Reflections of Tomorrow

シンガーソングライターを中心に、知られざる未CD化レコードを紹介していくページです

Jim Grady

2008-05-12 | SSW
■Jim Grady / Everything Is As It Should Be■

  Jim Grady のセカンドは同時代のプリ AOR 的なサウンドで特にマイルドでメロウなテイストが好みの方は必聴のアルバムです。 ハリウッド録音だった前作から一転し、ニューヨークでレコーディングされ、レーベルも RCA へ移籍しています。 詳しいクレジットは無いのですが、1975 年当時のセッション・ミュージシャンの洗練された演奏をバックにしたと思われるこのアルバムのもつ優雅で気品あるたたずまいは、純白のスーツを身にまとった Jim Grady の姿とシンクロします。 裏ジャケットの顔は Freddie Mercury そっくりなのですが。

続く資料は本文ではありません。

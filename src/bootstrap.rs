use std::str::FromStr;
use std::sync::Arc;

use ethers::prelude::*;

use crate::chain::lookups::MarketLookups;
use crate::chain::{providers, range_token::KeccakTokenIssuer, uniswap_v3_client::UniswapV3Client};
use crate::config::{Config, EngineConfig};

pub struct AppState {
    pub lookups: Arc<dyn MarketLookups>,
    pub issuer: KeccakTokenIssuer,
    pub engine: EngineConfig,

    /// Addresses offered to new sessions by the token-list load step.
    pub token_list: Vec<Address>,
}

impl AppState {
    pub fn new(config: &Config) -> Result<Self, Box<dyn std::error::Error>> {
        let provider = providers::create_provider(&config.rpc_url)?;
        let factory = Address::from_str(&config.uniswap_v3_factory)?;
        let client = UniswapV3Client::new(provider, factory);

        let issuer = KeccakTokenIssuer::new(
            config.range_token_secret.as_bytes(),
            chrono::Duration::seconds(config.range_token_ttl_secs),
        );

        let token_list = config
            .token_list
            .iter()
            .map(|addr| Address::from_str(addr))
            .collect::<Result<Vec<_>, _>>()?;

        Ok(AppState::with_lookups(Arc::new(client), issuer, config.engine(), token_list))
    }

    /// State around an arbitrary lookup backend (the in-memory chain in tests).
    pub fn with_lookups(
        lookups: Arc<dyn MarketLookups>,
        issuer: KeccakTokenIssuer,
        engine: EngineConfig,
        token_list: Vec<Address>,
    ) -> Self {
        AppState { lookups, issuer, engine, token_list }
    }
}
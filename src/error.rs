use thiserror::Error;

/// Failures of the external collaborators (pool state, token metadata, balances).
/// A pool that does not exist is not an error; lookups report it as `Ok(None)`.
#[derive(Debug, Error)]
pub enum LookupError {
    #[error("rpc call failed: {0}")]
    Rpc(String),
    #[error("invalid response: {0}")]
    InvalidResponse(String),
    #[error("unknown token {0}")]
    UnknownToken(String),
}

/// Internal failures of the amount calculator. These never escape the calculator;
/// they are mapped to the zero amount pair.
#[derive(Debug, Error)]
pub enum CalcError {
    #[error(transparent)]
    Lookup(#[from] LookupError),
    #[error("malformed amount {0:?}")]
    MalformedAmount(String),
    #[error("invalid price range [{min}, {max}]")]
    InvalidRange { min: f64, max: f64 },
    #[error("invalid current price {0}")]
    InvalidPrice(f64),
    #[error("raw amount exceeds sanity ceiling")]
    Overflow,
}

#[derive(Debug, Error)]
pub enum RangeTokenError {
    #[error("malformed range token")]
    Malformed,
    #[error("range token signature mismatch")]
    BadSignature,
    #[error("range token expired")]
    Expired,
    #[error("range token encoding failed: {0}")]
    Encoding(#[from] serde_json::Error),
}
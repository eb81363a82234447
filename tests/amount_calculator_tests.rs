// tests/amount_calculator_tests.rs
// ===================================
// Range-aware amount derivation against the in-memory market

mod common;

use common::*;
use range_wizard::chain::memory::MemoryChain;
use range_wizard::engine::amount_calculator::{compute_token_amount, probe_hidden_side, range_ticks, AmountRequest, MarketView};
use range_wizard::math::orientation::PairOrientation;
use range_wizard::math::units::amount_to_f64;
use range_wizard::models::{AmountPair, FeeTier, PriceRange, Side};

fn request(direction: Side, amount: &str, min_price: f64, max_price: f64) -> AmountRequest {
    AmountRequest {
        token_a: token_a(),
        token_b: token_b(),
        fee: FeeTier::Medium,
        direction,
        amount: amount.to_string(),
        current_price: POOL_PRICE,
        range: PriceRange::new(min_price, max_price),
        tick_spacing: 60,
    }
}

#[tokio::test]
async fn test_in_range_derives_positive_b() {
    let market = live_market();
    let pair = compute_token_amount(&request(Side::A, "10", 4800.0, 5200.0), market.as_ref()).await;
    println!("A=10 over [4800, 5200] at 5000 -> {:?}", pair);

    assert_eq!(pair.amount_a, "10");
    let b = amount_to_f64(&pair.amount_b);
    assert!(b.is_finite() && b > 0.0, "derived B should be positive, got {}", pair.amount_b);
    // A per B = 5000 and a near-symmetric range: roughly 10 / 5000 B
    assert!(b > 0.0005 && b < 0.01, "derived B {} out of plausible bounds", b);
}

#[tokio::test]
async fn test_driving_b_is_consistent_with_driving_a() {
    let market = live_market();
    let from_a = compute_token_amount(&request(Side::A, "10", 4800.0, 5200.0), market.as_ref()).await;
    let from_b = compute_token_amount(&request(Side::B, &from_a.amount_b, 4800.0, 5200.0), market.as_ref()).await;
    let a_back = amount_to_f64(&from_b.amount_a);
    assert!((a_back - 10.0).abs() / 10.0 < 1e-6, "expected ~10 A back, got {}", from_b.amount_a);
}

#[tokio::test]
async fn test_zero_and_empty_short_circuit() {
    let market = live_market();
    for amount in ["0", "", "0.000"] {
        let pair = compute_token_amount(&request(Side::A, amount, 4800.0, 5200.0), market.as_ref()).await;
        assert_eq!(pair, AmountPair::zero(), "amount {:?}", amount);
    }
}

#[tokio::test]
async fn test_overflow_guard_returns_zero_pair() {
    let market = live_market();
    let pair = compute_token_amount(&request(Side::A, "10000000000000000000", 4800.0, 5200.0), market.as_ref()).await;
    assert_eq!(pair, AmountPair::zero());
    let pair = compute_token_amount(&request(Side::B, "10000000000000000000", 4800.0, 5200.0), market.as_ref()).await;
    assert_eq!(pair, AmountPair::zero());
}

#[tokio::test]
async fn test_identical_inputs_give_identical_pairs() {
    let market = live_market();
    let req = request(Side::A, "3.25", 4500.0, 5600.0);
    let first = compute_token_amount(&req, market.as_ref()).await;
    let second = compute_token_amount(&req, market.as_ref()).await;
    assert_eq!(first, second);
}

#[tokio::test]
async fn test_range_above_price_is_b_only() {
    let market = live_market();
    let req = request(Side::A, "1", 5500.0, 6000.0);

    // A cannot fund a range above the current price
    assert_eq!(compute_token_amount(&req, market.as_ref()).await, AmountPair::zero());
    let from_b = compute_token_amount(&req.with_driving(Side::B, "1"), market.as_ref()).await;
    assert_eq!(from_b.amount_b, "1");
    assert_eq!(from_b.amount_a, "0");

    assert_eq!(probe_hidden_side(&req, market.as_ref()).await, Some(Side::A));
}

#[tokio::test]
async fn test_range_below_price_is_a_only() {
    let market = live_market();
    let req = request(Side::B, "1", 3000.0, 4000.0);
    assert_eq!(compute_token_amount(&req, market.as_ref()).await, AmountPair::zero());
    assert_eq!(probe_hidden_side(&req, market.as_ref()).await, Some(Side::B));
}

#[tokio::test]
async fn test_straddling_range_shows_both() {
    let market = live_market();
    assert_eq!(probe_hidden_side(&request(Side::A, "", 4800.0, 5200.0), market.as_ref()).await, None);
}

#[tokio::test]
async fn test_orientation_does_not_change_single_sidedness() {
    // same market, but B sorts before A
    let chain = MemoryChain::new();
    let (a, b) = (token_b(), token_a());
    chain.add_token(a, "AAA", 18);
    chain.add_token(b, "BBB", 6);
    chain.set_pool_at_price(a, b, FeeTier::Medium, POOL_PRICE, raw(1)).unwrap();

    let mut req = request(Side::A, "1", 5500.0, 6000.0);
    req.token_a = a;
    req.token_b = b;
    assert_eq!(probe_hidden_side(&req, &chain).await, Some(Side::A));

    req.range = PriceRange::new(3000.0, 4000.0);
    assert_eq!(probe_hidden_side(&req, &chain).await, Some(Side::B));
}

#[tokio::test]
async fn test_missing_pool_uses_caller_price() {
    let market = empty_market();
    let req = request(Side::A, "10", 4800.0, 5200.0);
    let pair = compute_token_amount(&req, market.as_ref()).await;
    assert!(amount_to_f64(&pair.amount_b) > 0.0, "synthetic pool should price the range: {:?}", pair);

    // no pool and no usable price: nothing can be derived
    let mut req = req;
    req.current_price = 0.0;
    assert_eq!(compute_token_amount(&req, market.as_ref()).await, AmountPair::zero());
}

#[tokio::test]
async fn test_failures_degrade_to_zero_pair() {
    let market = live_market();
    // inverted range
    assert_eq!(compute_token_amount(&request(Side::A, "1", 5200.0, 4800.0), market.as_ref()).await, AmountPair::zero());
    // malformed amount
    assert_eq!(compute_token_amount(&request(Side::A, "1.2.3", 4800.0, 5200.0), market.as_ref()).await, AmountPair::zero());
    // metadata failure
    market.fail_token(token_b());
    assert_eq!(compute_token_amount(&request(Side::A, "1", 4800.0, 5200.0), market.as_ref()).await, AmountPair::zero());
}

#[test]
fn test_range_ticks_cover_the_range() {
    let orientation = PairOrientation::new(token_a(), token_b(), 18, 18);
    let (lower, upper) = range_ticks(&orientation, PriceRange::new(4800.0, 5200.0), 60);
    println!("ticks for [4800, 5200]: [{}, {}]", lower, upper);
    assert!(lower < upper);
    assert_eq!(lower % 60, 0);
    assert_eq!(upper % 60, 0);
    // A is token0, so raw prices are 1/5200 .. 1/4800: negative ticks
    assert!(upper < 0);
}

#[tokio::test]
async fn test_market_view_keeps_the_price_it_read() {
    let market = live_market();
    let view = MarketView::read(token_a(), token_b(), FeeTier::Medium, market.as_ref()).await.expect("market readable");
    let req = request(Side::B, "1", 5500.0, 6000.0);
    let before = view.amounts(&req);

    // the pool moves into the range after the read
    market.set_pool_at_price(token_a(), token_b(), FeeTier::Medium, 5750.0, raw(1_000)).unwrap();
    assert_eq!(probe_hidden_side(&req, market.as_ref()).await, None);

    assert_eq!(view.hidden_side(&req), Some(Side::A));
    assert_eq!(view.amounts(&req), before);
    assert_eq!(before.amount_a, "0");
}
use ethers::types::Address;
use num_bigint::BigInt;
use serde::{Deserialize, Serialize};

use crate::math::tick_codec::sqrt_fixed_to_price;

/// A selectable token. Two descriptors are the same token iff their addresses match.
#[derive(Debug, Clone, Serialize, Deserialize)]
pub struct TokenDescriptor {
    pub label: String,
    pub address: Address,
}

impl PartialEq for TokenDescriptor {
    fn eq(&self, other: &Self) -> bool {
        self.address == other.address
    }
}

impl Eq for TokenDescriptor {}

/// Pool fee tiers. `code()` is the integer fee code used on-chain (hundredths of a basis point).
#[derive(Debug, Clone, Copy, PartialEq, Eq, Hash, Serialize, Deserialize)]
pub enum FeeTier {
    Lowest, // 0.01%
    Low,    // 0.05%
    Medium, // 0.30%
    High,   // 1.00%
}

impl FeeTier {
    pub const ALL: [FeeTier; 4] = [FeeTier::Lowest, FeeTier::Low, FeeTier::Medium, FeeTier::High];

    pub fn code(self) -> u32 {
        match self {
            FeeTier::Lowest => 100,
            FeeTier::Low => 500,
            FeeTier::Medium => 3000,
            FeeTier::High => 10_000,
        }
    }

    pub fn from_code(code: u32) -> Option<Self> {
        Self::ALL.into_iter().find(|tier| tier.code() == code)
    }
}

/// Human price range, quoted as token A per token B.
#[derive(Debug, Clone, Copy, PartialEq, Default, Serialize, Deserialize)]
pub struct PriceRange {
    pub min_price: f64,
    pub max_price: f64,
}

impl PriceRange {
    pub fn new(min_price: f64, max_price: f64) -> Self {
        Self { min_price, max_price }
    }

    pub fn span(&self) -> f64 {
        (self.max_price - self.min_price).abs()
    }
}

/// Live pool state as read from the pool-state collaborator.
#[derive(Debug, Clone, PartialEq, Eq)]
pub struct PoolSnapshot {
    pub sqrt_price_x96: BigInt,
    pub tick: i32,
    pub liquidity: BigInt,
}

impl PoolSnapshot {
    /// token1 per token0 in raw units.
    pub fn raw_price(&self) -> f64 {
        sqrt_fixed_to_price(&self.sqrt_price_x96)
    }
}

/// What the session knows about the pool for the selected pair and fee.
#[derive(Debug, Clone, PartialEq, Eq, Default)]
pub enum PoolStatus {
    #[default]
    Unknown,
    Live(PoolSnapshot),
    NotCreated,
}

#[derive(Debug, Clone, PartialEq, Eq, Serialize, Deserialize)]
pub struct TokenMetadata {
    pub decimals: u8,
    pub symbol: String,
}

/// The two sides of a position, as decimal strings in token units.
#[derive(Debug, Clone, PartialEq, Eq, Default, Serialize, Deserialize)]
pub struct AmountPair {
    pub amount_a: String,
    pub amount_b: String,
}

impl AmountPair {
    pub fn new(amount_a: impl Into<String>, amount_b: impl Into<String>) -> Self {
        Self { amount_a: amount_a.into(), amount_b: amount_b.into() }
    }

    pub fn zero() -> Self {
        Self::new("0", "0")
    }

    pub fn get(&self, side: Side) -> &str {
        match side {
            Side::A => &self.amount_a,
            Side::B => &self.amount_b,
        }
    }
}

/// One of the two amount inputs. Also used as the driving direction of the calculator
/// and as the edited-field marker.
#[derive(Debug, Clone, Copy, PartialEq, Eq, Hash, Serialize, Deserialize)]
#[serde(rename_all = "lowercase")]
pub enum Side {
    A,
    B,
}

impl std::str::FromStr for Side {
    type Err = String;

    fn from_str(s: &str) -> Result<Self, Self::Err> {
        match s.to_ascii_lowercase().as_str() {
            "a" => Ok(Side::A),
            "b" => Ok(Side::B),
            other => Err(format!("unknown side {:?}", other)),
        }
    }
}

impl Side {
    pub fn other(self) -> Side {
        match self {
            Side::A => Side::B,
            Side::B => Side::A,
        }
    }
}
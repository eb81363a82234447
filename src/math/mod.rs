pub mod liquidity_amounts;
pub mod orientation;
pub mod tick_codec;
pub mod units;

  このアルバムを聴きたかった目的は A-4 の「As Far As We Can Go」です。 この曲は Donny Gerrard の 1976 年の名盤のラストを飾る名バラードなのですが、僕が Jim Grady の名を初めて知ったのは、このアルバムでの作曲者クレジットだったのです。 あまりに切なく胸が締め付けられるような名曲の作曲者ということで、彼を探求する旅が始まったのです。 Donny Gerrard はソウル色の強いシンガーなのですが、ここで聴くことのできるオリジナルも遜色のない出来でした。 Jim Grady のボーカルも表現力豊かで高揚感がたまりません。 この曲は僕の琴線に触れまくりなのです。
  アルバムは他にも名曲が目白押しです。 冒頭の「Yesterday Today」はシルクのようなストリングスに包まれたノスタルジックな名曲。 Teddy Randazzo のアレンジセンスが遺憾なく発揮されています。 曲間がわからないようにメドレー的に始まる「Forward All My Letters」も可愛らしいメロディーとキャッチーなサビが耳に残る完成度の高い傑作。 そして、親しみやすさと個性では「Do It All Again」が郡を抜いているでしょう。言葉では表現できない愛情と優しさにあふれたナンバーです。 B 面では、アルバムタイトル曲の「Everything Is As It Should Be」がお薦め。 エレクトリック・シタールのイントロだけで 100 点をつけたくなります。 この曲はうねるようなメロディーとボーカルの力量によって盛り上がっていくバラードですが、中盤でのひねりのある展開には驚かされます。 個々に取り上げなかった曲もアルバムの統一感のなかに順応した仕上がりを見せていますので、特別に印象を悪くすることはありません。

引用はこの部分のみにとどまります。